A deep-learning semantic segmentation approach to fully automated MRI-based left-ventricular deformation analysis in cardiotoxicity

Abstract

Left-ventricular (LV) strain measurements with the Displacement Encoding with Stimulated Echoes (DENSE) MRI sequence provide accurate estimates of cardiotoxicity damage related to breast cancer chemotherapy. This study investigated an automated LV chamber quantification tool via segmentation with a supervised deep convolutional neural network (DCNN) before strain analysis with DENSE images. Segmentation for chamber quantification analysis was conducted with a custom DeepLabV3+ DCNN with ResNet-50 backbone on 42 female breast cancer datasets (22 training-sets, eight validation-sets and 12 independent test-sets). Parameters such as LV end-diastolic diameter (LVEDD) and ejection fraction (LVEF) were quantified, and myocardial strains analyzed with the Radial Point Interpolation Method (RPIM). Myocardial classification was validated against ground-truth with sensitivity-specificity analysis, the metrics of Dice, average perpendicular distance (APD) and Hausdorff-distance.
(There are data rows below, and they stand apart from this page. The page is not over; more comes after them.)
//! Latency probing through the engine
//!
//! Issues a single `GET` to a "no content" endpoint over a fresh connection
//! dialed through the engine itself, so the measured time reflects the real
//! tunnel path.

use bytes::Bytes;
use http::header::{CONNECTION, HOST, USER_AGENT};
use http::{Method, Request, StatusCode};
use http_body_util::Empty;
use hyper::client::conn::http1;
use hyper_util::rt::TokioIo;
use std::sync::Arc;
use std::time::{Duration, Instant};
use tokio::io::{AsyncRead, AsyncWrite};
use tracing::debug;
use tunpoint_engine::{Destination, EngineInstance};
use url::Url;

use crate::error::ProbeError;

/// Limit for dialing plus TLS and HTTP handshakes
pub const HANDSHAKE_TIMEOUT: Duration = Duration::from_secs(6);
/// Limit for the whole probe
pub const OVERALL_TIMEOUT: Duration = Duration::from_secs(12);

#[derive(Debug, Clone)]
pub struct LatencyProbe {
    host: String,
    port: u16,
    tls: bool,
    /// `Host` header value
    authority: String,
    path: String,
    handshake_timeout: Duration,
    overall_timeout: Duration,
}

impl LatencyProbe {
    /// Probe `url`; only `http` and `https` are supported
    pub fn new(url: &str) -> Result<Self, ProbeError> {
        let parsed = Url::parse(url).map_err(|e| ProbeError::InvalidUrl(e.to_string()))?;

        let tls = match parsed.scheme() {
            "http" => false,
            "https" => true,
            other => {
                return Err(ProbeError::InvalidUrl(format!(
                    "unsupported scheme: {}",
                    other
                )))
            }
        };

        let host = parsed
            .host_str()
            .ok_or_else(|| ProbeError::InvalidUrl(format!("no host in {}", url)))?
            .trim_start_matches('[')
            .trim_end_matches(']')
            .to_string();
        let port = parsed
            .port_or_known_default()
            .ok_or_else(|| ProbeError::InvalidUrl(format!("no port for {}", url)))?;
        let authority = match parsed.port() {
            Some(port) => format!("{}:{}", parsed.host_str().unwrap_or(&host), port),
            None => parsed.host_str().unwrap_or(&host).to_string(),
        };
        let path = match parsed.query() {
            Some(query) => format!("{}?{}", parsed.path(), query),
            None => parsed.path().to_string(),
        };

        Ok(Self {
            host,
            port,
            tls,
            authority,
            path,
            handshake_timeout: HANDSHAKE_TIMEOUT,
            overall_timeout: OVERALL_TIMEOUT,
        })
    }

    pub fn with_timeouts(mut self, handshake: Duration, overall: Duration) -> Self {
        self.handshake_timeout = handshake;
        self.overall_timeout = overall;
        self
    }

    /// Destination the probe dials through the engine
    pub fn destination(&self) -> Destination {
        Destination::tcp(self.host.as_str(), self.port)
    }

    /// Round-trip time in milliseconds
    pub async fn measure(
        &self,
        instance: Option<&Arc<dyn EngineInstance>>,
    ) -> Result<i64, ProbeError> {
        let instance = instance.ok_or(ProbeError::NilInstance)?;

        let started = Instant::now();
        tokio::time::timeout(self.overall_timeout, self.round_trip(instance))
            .await
            .map_err(|_| ProbeError::Timeout(self.overall_timeout))??;

        let elapsed = started.elapsed().as_millis() as i64;
        debug!("Probe {} answered in {}ms", self.authority, elapsed);
        Ok(elapsed)
    }

    async fn round_trip(&self, instance: &Arc<dyn EngineInstance>) -> Result<(), ProbeError> {
        let mut sender = tokio::time::timeout(self.handshake_timeout, self.connect(instance))
            .await
            .map_err(|_| ProbeError::Timeout(self.handshake_timeout))??;

        let request = Request::builder()
            .method(Method::GET)
            .uri(self.path.as_str())
            .header(HOST, self.authority.as_str())
            .header(CONNECTION, "close")
            .header(USER_AGENT, concat!("tunpoint/", env!("CARGO_PKG_VERSION")))
            .body(Empty::<Bytes>::new())
            .map_err(|e| ProbeError::InvalidUrl(e.to_string()))?;

        let response = sender
            .send_request(request)
            .await
            .map_err(|e| ProbeError::Transport(e.to_string()))?;

        if response.status() != StatusCode::NO_CONTENT {
            return Err(ProbeError::StatusMismatch(response.status()));
        }
        Ok(())
    }

    async fn connect(
        &self,
        instance: &Arc<dyn EngineInstance>,
    ) -> Result<http1::SendRequest<Empty<Bytes>>, ProbeError> {
        let destination = self.destination();
        let stream = instance
            .dial(&destination)
            .await
            .map_err(|e| ProbeError::Transport(e.to_string()))?;

        if !self.tls {
            return handshake(stream).await;
        }

        let server_name = rustls::pki_types::ServerName::try_from(self.host.clone())
            .map_err(|e| ProbeError::InvalidUrl(e.to_string()))?;
        let tls_stream = build_tls_connector()
            .connect(server_name, stream)
            .await
            .map_err(|e| ProbeError::Transport(format!("TLS handshake failed: {}", e)))?;
        handshake(tls_stream).await
    }
}

async fn handshake<S>(io: S) -> Result<http1::SendRequest<Empty<Bytes>>, ProbeError>
where
    S: AsyncRead + AsyncWrite + Send + Unpin + 'static,
{
    let (sender, conn) = http1::handshake(TokioIo::new(io))
        .await
        .map_err(|e| ProbeError::Transport(format!("HTTP handshake failed: {}", e)))?;

    // Drive the connection; it ends after the single exchange
    tokio::spawn(async move {
        if let Err(e) = conn.await {
            debug!("Probe connection closed: {}", e);
        }
    });

    Ok(sender)
}

fn build_tls_connector() -> tokio_rustls::TlsConnector {
    ensure_crypto_provider();

    let mut roots = rustls::RootCertStore::empty();
    roots.extend(webpki_roots::TLS_SERVER_ROOTS.iter().cloned());

    let config = rustls::ClientConfig::builder()
        .with_root_certificates(roots)
        .with_no_client_auth();

    tokio_rustls::TlsConnector::from(Arc::new(config))
}

static CRYPTO_PROVIDER_INIT: std::sync::Once = std::sync::Once::new();

fn ensure_crypto_provider() {
    CRYPTO_PROVIDER_INIT.call_once(|| {
        let _ = rustls::crypto::ring::default_provider().install_default();
    });
}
Following segmentation, validation was conducted with the Cronbach's Alpha (C-Alpha) intraclass correlation coefficient between LV chamber quantification results with DENSE and Steady State Free Precession (SSFP) acquisitions and a vendor tool-based method to segment the DENSE data, and similarly for myocardial strain analysis in the chambers. The results of myocardial classification from segmentation of the DENSE data were accuracy = 97%, Dice = 0.89 and APD = 2.4 mm in the test-set. The C-Alpha correlations from comparing chamber quantification results between the segmented DENSE and SSFP data and vendor tool-based method were 0.97 for LVEF (56 ± 7% vs 55 ± 7% vs 55 ± 6%, p = 0.6) and 0.77 for LVEDD (4.6 ± 0.4 cm vs 4.5 ± 0.3 cm vs 4.5 ± 0.3 cm, p = 0.8). The validation metrics against ground-truth and equivalent parameters obtained from the SSFP segmentation and vendor tool-based comparisons show that the DCNN approach is applicable for automated LV chamber quantification and subsequent strain analysis in cardiotoxicity.